Scaling up to commercial quantities, of the square-kilometre range, the costs would be less than €6.19 million per square kilometre. That would be enough to cover several blocks of city buildings with their own power generators. How much power could such a city-based building-integrated OPV solar plant generate?
Let us scale the CHEP prototype up through calculation to see what could be accomplished. Working from the insolation received at the earth’s surface of 1000W/m2, and assuming an unrealistically low level of conversion efficiency of 1%, would mean that the OPVs would produce power at a rate of 10W/m2. Scaling this up (and assuming effectively no limit to the availability of polymer substrate for the OPVs) would mean that a system could produce 10MW from a sheet 1km2 in area.
Professor Dastoor considers the sweet spot for this technology to be around 20-30MW/km2, where (according to his group’s calculations) the OPV would deliver electrical energy at a levelised cost of 20 Australian cents (about €0.123) per kWh. So efficiency in sunlight conversion would only need to be improved two to three times to achieve such a sweet spot – something which is actively being investigated by the Newcastle group.

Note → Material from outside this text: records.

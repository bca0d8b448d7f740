//! Error types for the CommunityConnect client

use thiserror::Error;

/// Errors that can occur when talking to the portal backend
#[derive(Debug, Error)]
pub enum ClientError {
    /// The session lacks the admin flag; no request was sent
    #[error("Forbidden: {0} requires an admin session")]
    Forbidden(&'static str),

    /// HTTP request failed before a response arrived
    #[error("Request failed: {0}")]
    RequestFailed(String),

    /// Response parsing failed
    #[error("Response parsing failed: {0}")]
    ResponseParseFailed(String),

    /// Backend answered with a non-success status
    #[error("API error (status {status}): {message}")]
    ApiError {
        /// HTTP status code
        status: u16,
        /// Message from the response body, or the raw body
        message: String,
    },
}

impl ClientError {
    /// Whether the backend reported the resource as missing.
    #[must_use]
    pub const fn is_not_found(&self) -> bool {
        matches!(self, Self::ApiError { status: 404, .. })
    }
}
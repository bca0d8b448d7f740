//! Discussion API endpoints.

use crate::server::state::AppState;
use axum::{
    Json,
    extract::{Path, State},
    http::StatusCode,
};
use community_connect_core::types::{Discussion, NewDiscussion, NewReply};
use community_connect_web::{AppError, JsonBody};
use serde::Serialize;

/// Plain acknowledgement body.
#[derive(Debug, Serialize)]
pub struct MessageResponse {
    /// Human-readable message
    pub message: String,
}

/// Response after deleting a thread.
#[derive(Debug, Serialize)]
#[serde(rename_all = "camelCase")]
pub struct DiscussionDeletedResponse {
    /// Confirmation message
    pub message: String,
    /// Id of the removed thread
    pub deleted_id: String,
}

/// Response after deleting a reply.
#[derive(Debug, Serialize)]
#[serde(rename_all = "camelCase")]
pub struct ReplyDeletedResponse {
    /// Confirmation message
    pub message: String,
    /// Thread the reply belonged to
    pub discussion_id: String,
    /// Id of the removed reply
    pub reply_id: String,
}

/// Route smoke test.
#[allow(clippy::unused_async)]
pub async fn discussions_test() -> Json<MessageResponse> {
    Json(MessageResponse {
        message: "✅ Discussions route working!".to_string(),
    })
}

/// List all threads, newest first.
pub async fn list_discussions(
    State(state): State<AppState>,
) -> Result<Json<Vec<Discussion>>, AppError> {
    Ok(Json(state.discussions.list().await?))
}

/// Open a new thread.
pub async fn create_discussion(
    State(state): State<AppState>,
    JsonBody(request): JsonBody<NewDiscussion>,
) -> Result<(StatusCode, Json<Discussion>), AppError> {
    let discussion = state.discussions.create(request).await?;
    Ok((StatusCode::CREATED, Json(discussion)))
}

/// Reply to a thread and return it with the new reply appended.
pub async fn add_reply(
    State(state): State<AppState>,
    Path(id): Path<String>,
    JsonBody(request): JsonBody<NewReply>,
) -> Result<Json<Discussion>, AppError> {
    Ok(Json(state.discussions.add_reply(&id, request).await?))
}

/// Delete a thread and all of its replies.
pub async fn delete_discussion(
    State(state): State<AppState>,
    Path(id): Path<String>,
) -> Result<Json<DiscussionDeletedResponse>, AppError> {
    let deleted = state.discussions.delete(&id).await?;
    Ok(Json(DiscussionDeletedResponse {
        message: "Discussion deleted successfully".to_string(),
        deleted_id: deleted.id.to_string(),
    }))
}

/// Remove one reply from a thread.
pub async fn delete_reply(
    State(state): State<AppState>,
    Path((discussion_id, reply_id)): Path<(String, String)>,
) -> Result<Json<ReplyDeletedResponse>, AppError> {
    state.discussions.delete_reply(&discussion_id, &reply_id).await?;
    Ok(Json(ReplyDeletedResponse {
        message: "Reply deleted successfully".to_string(),
        discussion_id,
        reply_id,
    }))
}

Professor Dastoor calculates that if a large area of OPV could produce power at the rate of 50-60MW/km2 (raising the conversion efficiency five to six times) then power could be produced at a levelised cost even lower at around 10-11 Australian cents per kWh (about €0.062-0.068) – highly competitive with present costs of power produced by burning fossil fuels.
So the key cost and power parameters are as follows. A printed OPV solar cell would cost less than €6.19 per square metre, which would scale to €6.19 million per square kilometre – enough to cover several blocks of city buildings. Power would be generated at 10W/m2, or scaled up at 10MW/km2.
So a city block of several buildings could be producing its own power at 10MW at an installation cost of less than €6.19 million. A key target for research at UoN would be to validate these calculations with actual observations of the power and energy generated by the experimental array installed at CHEP.
Producing fresh vegetables
Let us explore the potential applications of this emergent technology. Consider the case of a food production system producing fresh vegetables under glass, and utilising only renewable energy for the desalination of seawater and water circulation through the greenhouses – which is the model of food production perfected in Australia by Sundrop Farms.
Now, Sundrop Farms currently uses a concentrated solar power (CSP) plant utilising 23,100 heliostats and a 127m ‘power tower’ – all of which is working perfectly adequately.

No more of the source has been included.